_What is required_.
Repeat the stretch of entries below from the line with "if mass_ratio >" through the line with "let kinetic0 = rot0". Include both ends and add nothing.

_Data records_.
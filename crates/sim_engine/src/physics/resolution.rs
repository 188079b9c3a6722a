//! Contact resolution: the impulse exchange between two bodies
//!
//! This is a simplified exchange model rather than rigid-body physics. It
//! ignores angular momentum and assumes circular colliders. The rules below
//! are the engine's observable behavior and are kept as they are.

use super::body::PhysicsBody;
use super::collision::Collision;
use super::error::PhysicsError;
use crate::foundation::math::{Quat, Vec3};

/// New velocities produced by resolving one contact
#[derive(Debug, Clone, Copy, PartialEq)]
pub struct ContactResolution {
    /// Velocity for the active body
    pub velocity: Vec3,
    /// Velocity for the other body; `None` when it has no body to write to
    pub other_velocity: Option<Vec3>,
    /// Angle the outgoing momentum was rotated by
    pub hit_angle: f32,
}

/// Angle between the contact's vertical and the direction to `p3`.
///
/// `p1` is the contact point and `p2` sits one unit above it. Note the first
/// term subtracts `p2.x`, not `p1.x`; both are equal here by construction.
pub fn hit_angle(p1: &Vec3, p2: &Vec3, p3: &Vec3) -> f32 {
    (p3.y - p1.y).atan2(p3.x - p2.x) - (p2.y - p1.y).atan2(p2.x - p1.x)
}

/// Resolve one contact of the active body.
///
/// `active_position` is the active object's position this tick and serves
/// as the third point of the hit angle. `other` is the other object's body,
/// if it has one; without a body the other object is immovable and the
/// mass ratio is one.
///
/// Fails with [`PhysicsError::InvalidMass`] when either mass is not
/// positive and finite, and with [`PhysicsError::MassRatioInversion`] when
/// `1 / (other.mass / body.mass)` exceeds one.
pub fn resolve_contact(
    collision: &Collision,
    active_position: &Vec3,
    body: &PhysicsBody,
    other: Option<&PhysicsBody>,
) -> Result<ContactResolution, PhysicsError> {
    if !body.has_valid_mass() {
        return Err(PhysicsError::InvalidMass {
            object: collision.active,
            mass: body.mass,
        });
    }
    if let Some(other) = other.filter(|other| !other.has_valid_mass()) {
        return Err(PhysicsError::InvalidMass {
            object: collision.other,
            mass: other.mass,
        });
    }

    let kinetic0 = body.momentum();
    let kinetic1 = other.map_or_else(Vec3::zeros, PhysicsBody::momentum);

    let p1 = collision.contact_point;
    let p2 = p1 + Vec3::y();
    let p3 = *active_position;
    let hit_angle = hit_angle(&p1, &p2, &p3);
    let rot0 = Quat::from_axis_angle(&Vec3::z_axis(), hit_angle);
    let rot1 = Quat::from_axis_angle(&Vec3::z_axis(), -hit_angle);

    let total_energy = kinetic0 + kinetic1;
    let momentum_difference = kinetic0 - kinetic1;
    log::trace!(
        "Contact {:?} -> {:?}: total {:?}, difference {:?}, angle {}",
        collision.active,
        collision.other,
        total_energy,
        momentum_difference,
        hit_angle
    );

    let mass_ratio = other.map_or(1.0, |other| 1.0 / (other.mass / body.mass));
    if mass_ratio > 1.0 {
        return Err(PhysicsError::MassRatioInversion {
            object: collision.active,
            other: collision.other,
            ratio: mass_ratio,
        });
    }

    let kinetic0 = rot0 * (total_energy * mass_ratio);
    let kinetic1 = rot1 * (total_energy * (mass_ratio - 1.0).abs());

    // Both velocities divide by the active body's mass
    Ok(ContactResolution {
        velocity: kinetic0 / body.mass,
        other_velocity: other.map(|_| kinetic1 / body.mass),
        hit_angle,
    })
}

#[cfg(test)]
mod tests {
    use super::*;
    use crate::scene::object_ids;
    use approx::assert_relative_eq;
    use std::f32::consts::FRAC_PI_2;

    fn contact_at(point: Vec3) -> Collision {
        let ids = object_ids(2);
        Collision::new(ids[0], ids[1], point)
    }

    #[test]
    fn test_hit_angle_head_on_from_left() {
        let p1 = Vec3::new(1.0, 0.0, 0.0);
        let angle = hit_angle(&p1, &(p1 + Vec3::y()), &Vec3::zeros());

        // atan2(0, -1) - atan2(1, 0) = pi - pi/2
        assert_relative_eq!(angle, FRAC_PI_2, epsilon = 1e-6);
    }

    #[test]
    fn test_immovable_other() {
        let body = PhysicsBody::new(1.0, 1.0).with_velocity(Vec3::new(1.0, 0.0, 0.0));
        let collision = contact_at(Vec3::new(1.0, 0.0, 0.0));

        let resolution = resolve_contact(&collision, &Vec3::zeros(), &body, None).unwrap();

        // Full momentum, rotated a quarter turn about Z
        assert_relative_eq!(resolution.velocity, Vec3::new(0.0, 1.0, 0.0), epsilon = 1e-6);
        assert!(resolution.other_velocity.is_none());
    }

    #[test]
    fn test_lighter_active_body_shares_momentum() {
        let body = PhysicsBody::new(1.0, 1.0).with_velocity(Vec3::new(1.0, 0.0, 0.0));
        let other = PhysicsBody::new(2.0, 1.0);
        let collision = contact_at(Vec3::new(1.0, 0.0, 0.0));

        let resolution = resolve_contact(&collision, &Vec3::zeros(), &body, Some(&other)).unwrap();

        // ratio = 1 / (2 / 1) = 0.5; total momentum (1, 0, 0)
        assert_relative_eq!(resolution.velocity, Vec3::new(0.0, 0.5, 0.0), epsilon = 1e-6);
        let other_velocity = resolution.other_velocity.unwrap();
        assert_relative_eq!(other_velocity, Vec3::new(0.0, -0.5, 0.0), epsilon = 1e-6);
    }

    #[test]
    fn test_other_velocity_divides_by_active_mass() {
        let body = PhysicsBody::new(2.0, 1.0).with_velocity(Vec3::new(1.0, 0.0, 0.0));
        let other = PhysicsBody::new(8.0, 1.0);
        let collision = contact_at(Vec3::new(1.0, 0.0, 0.0));

        let resolution = resolve_contact(&collision, &Vec3::zeros(), &body, Some(&other)).unwrap();

        // total (2, 0, 0), ratio 0.25: active 0.5 / 2, other 1.5 / 2
        assert_relative_eq!(resolution.velocity, Vec3::new(0.0, 0.25, 0.0), epsilon = 1e-6);
        assert_relative_eq!(resolution.other_velocity.unwrap(), Vec3::new(0.0, -0.75, 0.0), epsilon = 1e-6);
    }

    #[test]
    fn test_equal_masses_keep_full_momentum() {
        let body = PhysicsBody::new(1.0, 1.0).with_velocity(Vec3::new(1.0, 0.0, 0.0));
        let other = PhysicsBody::new(1.0, 1.0).with_velocity(Vec3::new(-1.0, 0.0, 0.0));
        let collision = contact_at(Vec3::new(1.0, 0.0, 0.0));

        let resolution = resolve_contact(&collision, &Vec3::zeros(), &body, Some(&other)).unwrap();

        // Opposite momenta cancel: nothing left to hand out
        assert_relative_eq!(resolution.velocity, Vec3::zeros(), epsilon = 1e-6);
        assert_relative_eq!(resolution.other_velocity.unwrap(), Vec3::zeros(), epsilon = 1e-6);
    }

    #[test]
    fn test_heavier_active_body_is_fatal() {
        let body = PhysicsBody::new(3.0, 1.0).with_velocity(Vec3::new(1.0, 0.0, 0.0));
        let other = PhysicsBody::new(1.0, 1.0);
        let collision = contact_at(Vec3::new(1.0, 0.0, 0.0));

        let result = resolve_contact(&collision, &Vec3::zeros(), &body, Some(&other));

        match result {
            Err(PhysicsError::MassRatioInversion { object, other, ratio }) => {
                assert_eq!(object, collision.active);
                assert_eq!(other, collision.other);
                assert_relative_eq!(ratio, 3.0);
            }
            other => panic!("expected mass ratio inversion, got {other:?}"),
        }
    }

    #[test]
    fn test_zero_mass_is_rejected() {
        let mut body = PhysicsBody::new(1.0, 1.0).with_velocity(Vec3::new(1.0, 0.0, 0.0));
        body.mass = 0.0;
        let other = PhysicsBody::new(1.0, 1.0);
        let collision = contact_at(Vec3::new(1.0, 0.0, 0.0));

        let result = resolve_contact(&collision, &Vec3::zeros(), &body, Some(&other));

        assert_eq!(
            result,
            Err(PhysicsError::InvalidMass {
                object: collision.active,
                mass: 0.0
            })
        );
    }

    #[test]
    fn test_zero_mass_other_is_rejected() {
        let body = PhysicsBody::new(1.0, 1.0).with_velocity(Vec3::new(1.0, 0.0, 0.0));
        let mut other = PhysicsBody::new(1.0, 1.0);
        other.mass = 0.0;
        let collision = contact_at(Vec3::new(1.0, 0.0, 0.0));

        let result = resolve_contact(&collision, &Vec3::zeros(), &body, Some(&other));

        assert!(matches!(result, Err(PhysicsError::InvalidMass { object, .. }) if object == collision.other));
    }
}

_Exercise output_.
    if mass_ratio > 1.0 {
        return Err(PhysicsError::MassRatioInversion {
            object: collision.active,
            other: collision.other,
            ratio: mass_ratio,
        });
    }

    let kinetic0 = rot0 * (total_energy * mass_ratio);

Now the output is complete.